Work item: Line by line, please look for the word "entries" in the following records, then copy each line you find it in.

[Dataset records]
------------------------------------------------------------------------

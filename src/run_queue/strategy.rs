//! Policies for picking which child queues of a master queue to try first.
//!
//! A strategy only orders candidates. The dequeue script re-checks capacity
//! atomically, so a stale capacity reading costs a wasted attempt and never
//! an over-limit dequeue.

use rand::Rng;
use std::fmt::Debug;

/// A child queue of a master queue with its current capacity reading.
#[derive(Debug, Clone, PartialEq)]
pub struct QueueCandidate {
    pub queue_key: String,
    /// Milliseconds since the queue's earliest message became due
    pub age_ms: i64,
    /// Free slots under the tighter of the queue and environment limits
    pub available_capacity: u64,
}

pub trait QueuePriorityStrategy: Send + Sync + Debug {
    /// Order the candidates worth trying. Queues without capacity must not
    /// be returned.
    fn choose_queues(&self, candidates: &[QueueCandidate], consumer_id: &str) -> Vec<String>;
}

/// Weighted random order without replacement. Older queues and queues with
/// more room get proportionally more weight, so no queue starves.
#[derive(Debug, Clone)]
pub struct WeightedAgeCapacityStrategy {
    /// Age at which the age factor stops growing
    pub max_age_ms: i64,
    /// Share of the weight given to age, the rest goes to capacity
    pub age_bias: f64,
}

impl Default for WeightedAgeCapacityStrategy {
    fn default() -> Self {
        Self {
            max_age_ms: 60_000,
            age_bias: 0.7,
        }
    }
}

impl WeightedAgeCapacityStrategy {
    fn weight(&self, candidate: &QueueCandidate, max_capacity: u64) -> f64 {
        let age = candidate.age_ms.clamp(0, self.max_age_ms.max(1)) as f64;
        let age_factor = age / self.max_age_ms.max(1) as f64;
        let capacity_factor = candidate.available_capacity as f64 / max_capacity.max(1) as f64;
        // Floor keeps brand-new queues selectable.
        0.01 + self.age_bias * age_factor + (1.0 - self.age_bias) * capacity_factor
    }
}

impl QueuePriorityStrategy for WeightedAgeCapacityStrategy {
    fn choose_queues(&self, candidates: &[QueueCandidate], _consumer_id: &str) -> Vec<String> {
        let max_capacity = candidates
            .iter()
            .map(|c| c.available_capacity)
            .max()
            .unwrap_or(0);

        let mut pool: Vec<(String, f64)> = candidates
            .iter()
            .filter(|c| c.available_capacity > 0)
            .map(|c| (c.queue_key.clone(), self.weight(c, max_capacity)))
            .collect();

        let mut rng = rand::thread_rng();
        let mut ordered = Vec::with_capacity(pool.len());
        while !pool.is_empty() {
            let total: f64 = pool.iter().map(|(_, w)| w).sum();
            let mut target = rng.gen_range(0.0..total);
            let mut picked = pool.len() - 1;
            for (index, (_, weight)) in pool.iter().enumerate() {
                if target < *weight {
                    picked = index;
                    break;
                }
                target -= weight;
            }
            ordered.push(pool.swap_remove(picked).0);
        }
        ordered
    }
}

/// Strict oldest-first order. Deterministic, used where tests need a
/// predictable choice.
#[derive(Debug, Clone, Default)]
pub struct OldestFirstStrategy;

impl QueuePriorityStrategy for OldestFirstStrategy {
    fn choose_queues(&self, candidates: &[QueueCandidate], _consumer_id: &str) -> Vec<String> {
        let mut available: Vec<&QueueCandidate> = candidates
            .iter()
            .filter(|c| c.available_capacity > 0)
            .collect();
        available.sort_by(|a, b| {
            b.age_ms
                .cmp(&a.age_ms)
                .then_with(|| a.queue_key.cmp(&b.queue_key))
        });
        available.into_iter().map(|c| c.queue_key.clone()).collect()
    }
}

#[cfg(test)]
mod tests {
    use super::*;
    use proptest::prelude::*;

    fn candidate(key: &str, age_ms: i64, capacity: u64) -> QueueCandidate {
        QueueCandidate {
            queue_key: key.to_string(),
            age_ms,
            available_capacity: capacity,
        }
    }

    #[test]
    fn test_oldest_first_orders_by_age() {
        let chosen = OldestFirstStrategy.choose_queues(
            &[
                candidate("young", 10, 5),
                candidate("old", 5_000, 1),
                candidate("full", 99_999, 0),
            ],
            "consumer",
        );
        assert_eq!(chosen, vec!["old".to_string(), "young".to_string()]);
    }

    #[test]
    fn test_weighted_returns_each_available_queue_once() {
        let strategy = WeightedAgeCapacityStrategy::default();
        let chosen = strategy.choose_queues(
            &[candidate("a", 0, 1), candidate("b", 100, 3), candidate("c", 50, 2)],
            "consumer",
        );
        let mut sorted = chosen.clone();
        sorted.sort();
        assert_eq!(sorted, vec!["a", "b", "c"]);
    }

    #[test]
    fn test_weighted_favours_old_queues() {
        let strategy = WeightedAgeCapacityStrategy::default();
        let candidates = [candidate("old", 60_000, 1), candidate("new", 0, 1)];
        let old_first = (0..500)
            .filter(|_| strategy.choose_queues(&candidates, "c")[0] == "old")
            .count();
        assert!(old_first > 300, "old queue chosen first {old_first}/500 times");
    }

    proptest! {
        #[test]
        fn prop_exhausted_queues_are_never_chosen(
            entries in proptest::collection::vec((0i64..120_000, 0u64..4), 0..12)
        ) {
            let candidates: Vec<QueueCandidate> = entries
                .iter()
                .enumerate()
                .map(|(i, (age, capacity))| candidate(&format!("q{i}"), *age, *capacity))
                .collect();
            let strategies: [&dyn QueuePriorityStrategy; 2] =
                [&WeightedAgeCapacityStrategy::default(), &OldestFirstStrategy];
            for strategy in strategies {
                let chosen = strategy.choose_queues(&candidates, "consumer");
                let expected = candidates.iter().filter(|c| c.available_capacity > 0).count();
                prop_assert_eq!(chosen.len(), expected);
                for key in &chosen {
                    let source = candidates.iter().find(|c| &c.queue_key == key).unwrap();
                    prop_assert!(source.available_capacity > 0);
                }
            }
        }
    }
}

------------------------------------------------------------------------

Solution to this exercise:
            entries in proptest::collection::vec((0i64..120_000, 0u64..4), 0..12)
            let candidates: Vec<QueueCandidate> = entries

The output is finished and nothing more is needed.